Here, Press Association Sport looks at five things you may not know about Laporte.
Yet to win a senior cap
Agen-born Laporte, whose Athletic debut came in 2012, has played for France’s under-17s, under-18s, under-19s and under-21s but is yet to make a senior international appearance. After speculation that he could switch allegiance to Spain, he was called up by Les Bleus boss Didier Deschamps for the first time in September 2016 ahead of World Cup qualifiers against Bulgaria and Holland, games he then sat through as an unused substitute. The same applied when he came into the squad for a subsequent friendly against Spain.
Linked with City before
By the time of that maiden call-up, 2016 had already been a notable year for Laporte. In March he sustained a fracture in his right leg while playing for France’s Under-21s, which ruled him out for the rest of the season. He was then strongly linked with City over the summer before Athletic announced in June that he had signed a new deal with them running to 2020, adding that the release clause for 2016-17 and this season would be 65 million euros (currently about £57m).
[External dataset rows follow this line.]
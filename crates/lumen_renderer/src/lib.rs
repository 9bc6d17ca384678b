//! Lumen - CPU Path Tracing
//!
//! A Monte Carlo path tracer for spheres with diffuse, metal and glass
//! surfaces, lit by a sky gradient.

mod bucket;
mod camera;
mod config;
mod hittable;
mod material;
mod renderer;
mod sampling;
mod sphere;

pub use bucket::{bucket_seed, generate_buckets, render_bucket, Bucket, BucketResult, DEFAULT_BUCKET_SIZE};
pub use camera::{Camera, CameraBuilder};
pub use config::{ConfigError, RenderConfig, MAX_DEPTH, SAMPLES_PER_PIXEL};
pub use hittable::{HitRecord, Hittable, HittableList};
pub use material::{reflect, refract, schlick, Color, Dielectric, Lambertian, Material, Metal, ScatterResult};
pub use renderer::{
    color_to_rgb8, linear_to_gamma, ray_color, render, render_pixel, sky_gradient, trace_path,
    ImageBuffer, PathSample, RenderOutput, RenderStats, Termination, HIT_RANGE,
};
pub use sampling::{gen_f32, random_in_unit_disk, random_in_unit_sphere};
pub use sphere::Sphere;

/// Re-export Vec3 and common math types from lumen_math
pub use lumen_math::{Interval, Ray, Vec3, Vec3Ext};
“It’s all about arriving at perfection”
Laporte gave an interview to FourFourTwo when he was 20 in which he came across very much as someone City boss Pep Guardiola might be interested in. “My position’s most important evolution has been in the sense of being more than a defender,” Laporte said. “A big part of my game is to bring the ball out from the back. Defenders do this more than ever before. It’s all about arriving at perfection. I spend as much time in training and matches working on starting attacks as I do stopping them.”
Superstition
Many footballers have superstitions, and Laporte revealed his in another FourFourTwo piece from 2015 – always trying to enter the pitch with his right foot first. “I don’t know why I do it,” he said. “It’s just something I’ve always done, I suppose.”
A former striker
Laporte, who is six foot three inches tall, also in that interview spoke about being a centre-forward when he was growing up who “won my team’s golden boot pretty much every season” and loved watching former Portugal striker Pauleta and ex-France and Arsenal forward Sylvain Wiltord play for Bordeaux.